この現象について、コフート理論に親和性のあるフォサーギ先生は、彼の理論を引いて説明する。典型的には、分析家への不信は前景にあるものだ。しかし背景にあるのは治療者に対する理想化なのである。理想化された、あるいは幼いころに追及していた両親像を治療者が備えているからこそ、治療は継続されているのだという。ところでフォサーギさんの話を聞いたある分析家は、夢の中で自分の中の羨望への自覚と葛藤を起こしているのではないか?」と問うたという。雰囲気からはとてもクライニアンっぽいわけだが、これについてフォサーギ先生は言う。「羨望との葛藤、というよりは、夢自身はとても心地よく、自分の理想化された自己対象との体験に対応したものであった」。そしてそこから彼の理論が続く。「夢とは心の構造を維持し、修正するのである。起きているときの心の働きと同様。」やはりこの臨床例を読んだ後も、フォサーギ先生の主張には少し疑問が残る。まず彼を理想化したような夢の内容は、「羨望との葛藤ではない」としても、それが「夢とは心の構造を維持し、修正するのである。」ことの傍証になるのか。だって夢の内容が「羨望との葛藤」となることもある場合だってあるし、そうなると夢が「維持し修正する」ことにはつながらないということになろう。
ましてや起きているときと同様、というのもわからない。起きているときの思考は場合によっては苦痛で葛藤を伴うこともある。それを「維持し修正する」と言ってしまうところで、彼の主張のcredibility が損なわれる気がする。せっかく「維持し、修正する」のが夢の特徴なのか、と納得しかかったときに、「起きているときの思考と同様」と言われることで彼の主張の真意が分からなくなってしまう。

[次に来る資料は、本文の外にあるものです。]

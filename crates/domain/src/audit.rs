use std::fmt::{Display, Formatter};
use std::str::FromStr;

use auditrail_core::{AppError, AppResult, TenantId, UserId};
use chrono::{DateTime, SubsecRound, Utc};
use serde_json::Value;
use uuid::Uuid;

use crate::change::ChangeOperation;
use crate::checksum::{STORAGE_SUBSECOND_DIGITS, compute_checksum};

/// Broad classification of an audit record.
#[derive(Debug, Clone, Copy, PartialEq, Eq, Hash)]
pub enum AuditCategory {
    /// Mutation of business data.
    DataChange,
    /// Authorization decisions, integrity findings and other security events.
    Security,
    /// Authentication lifecycle events.
    Auth,
}

impl AuditCategory {
    /// Returns a stable storage value for this category.
    #[must_use]
    pub fn as_str(&self) -> &'static str {
        match self {
            Self::DataChange => "data_change",
            Self::Security => "security",
            Self::Auth => "auth",
        }
    }

    /// Returns all categories.
    #[must_use]
    pub fn all() -> &'static [Self] {
        &[Self::DataChange, Self::Security, Self::Auth]
    }
}

impl FromStr for AuditCategory {
    type Err = AppError;

    fn from_str(value: &str) -> Result<Self, Self::Err> {
        Self::all()
            .iter()
            .copied()
            .find(|category| category.as_str() == value)
            .ok_or_else(|| AppError::Validation(format!("unknown audit category '{value}'")))
    }
}

/// Severity of an audit record, ordered from least to most severe.
#[derive(Debug, Clone, Copy, PartialEq, Eq, Hash, PartialOrd, Ord)]
pub enum AuditSeverity {
    /// Routine activity.
    Info,
    /// Sensitive or destructive activity.
    Warning,
    /// Activity that needs prompt review.
    Critical,
    /// Integrity or security emergency.
    Emergency,
}
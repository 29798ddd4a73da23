use std::collections::HashMap;
use std::time::Duration;

use auditrail_application::IsolationPolicy;
use auditrail_core::AppError;

use super::ApiConfig;

fn load(values: &[(&str, &str)]) -> Result<ApiConfig, AppError> {
    let values: HashMap<String, String> = values
        .iter()
        .map(|(name, value)| ((*name).to_owned(), (*value).to_owned()))
        .collect();
    ApiConfig::from_lookup(false, |name| values.get(name).cloned())
}

#[test]
fn defaults_apply_when_only_database_url_is_set() {
    let config = load(&[("DATABASE_URL", "postgres://localhost/auditrail")])
        .unwrap_or_else(|_| unreachable!());

    assert_eq!(config.api_port, 3001);
    assert_eq!(config.dispatch.persistence.capacity, 10_000);
    assert_eq!(config.dispatch.persistence.workers, 2);
    assert_eq!(config.dispatch.anomaly_evaluation.capacity, 5_000);
    assert_eq!(config.shutdown_drain, Duration::from_secs(30));
    assert_eq!(config.fallback.delay, Duration::from_millis(100));
    assert_eq!(config.fallback_max_connections, 2);
    assert_eq!(config.isolation_policy, IsolationPolicy::LogOnly);
    assert_eq!(config.tenant_cache_max_age, Duration::from_secs(4 * 60 * 60));
    assert_eq!(config.statistics_cache_ttl_seconds, 300);
    assert!(config.integrity_check_interval.is_none());
    assert!(config.trusted_proxies.is_empty());
}

#[test]
fn missing_database_url_is_rejected() {
    assert!(matches!(load(&[]), Err(AppError::Validation(_))));
}

#[test]
fn malformed_numbers_are_rejected_instead_of_defaulted() {
    let result = load(&[
        ("DATABASE_URL", "postgres://localhost/auditrail"),
        ("AUDIT_PERSIST_QUEUE_CAPACITY", "lots"),
    ]);
    assert!(matches!(result, Err(AppError::Validation(message)) if message.contains("AUDIT_PERSIST_QUEUE_CAPACITY")));
}

#[test]
fn zero_workers_are_rejected() {
    let result = load(&[
        ("DATABASE_URL", "postgres://localhost/auditrail"),
        ("AUDIT_ALERT_WORKERS", "0"),
    ]);
    assert!(matches!(result, Err(AppError::Validation(_))));
}

#[test]
fn lists_and_policy_are_parsed() {
    let config = load(&[
        ("DATABASE_URL", "postgres://localhost/auditrail"),
        ("SCHEMA_ISOLATION_POLICY", "block"),
        ("AUDIT_EXTRA_SENSITIVE_FIELDS", " BankAccount, ,TaxCode "),
        ("TRUSTED_PROXY_CIDRS", "10.0.0.0/8, 192.168.1.7"),
        ("AUDIT_INTEGRITY_CHECK_INTERVAL_SECONDS", "3600"),
    ])
    .unwrap_or_else(|_| unreachable!());

    assert_eq!(config.isolation_policy, IsolationPolicy::Block);
    assert_eq!(
        config.extra_sensitive_fields,
        vec!["BankAccount".to_owned(), "TaxCode".to_owned()]
    );
    assert_eq!(config.trusted_proxies.len(), 2);
    assert_eq!(
        config.integrity_check_interval,
        Some(Duration::from_secs(3600))
    );
}

#[test]
fn invalid_proxy_cidr_is_rejected() {
    let result = load(&[
        ("DATABASE_URL", "postgres://localhost/auditrail"),
        ("TRUSTED_PROXY_CIDRS", "10.0.0.0/40"),
    ]);
    assert!(matches!(result, Err(AppError::Validation(_))));
}

#[test]
fn unknown_isolation_policy_is_rejected() {
    let result = load(&[
        ("DATABASE_URL", "postgres://localhost/auditrail"),
        ("SCHEMA_ISOLATION_POLICY", "ignore"),
    ]);
    assert!(matches!(result, Err(AppError::Validation(_))));
}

私の考える夢とは、やはりこのような一般化ができないような不思議な現象の混淆である。そこでは様々な思考内容の離合集散が起きている。時には構成的で、時には破壊し、作り直す。そしてそれはおそらく日中の体験にある程度関係しているのだろう。日中の現実との体験で生じた様々な体験がパズルのピースのように組み合わさっていく。部分的に、時には整合性を伴わず。箱の中にさまざまな形をした小石を詰め込んだとする。それを細かく揺すってしばらくたつと、小石の量が小さくなるだろう。凸凹がうまく組み合っていくつかのまとまりを作ったりするだろう。私にとってはこの比喩が夢の思考のニュアンスを伝えている。分子のカオスの中で様々な分子同士が出会って、ある者はアミノ酸を偶然構成していくというオパーリンの主張のように。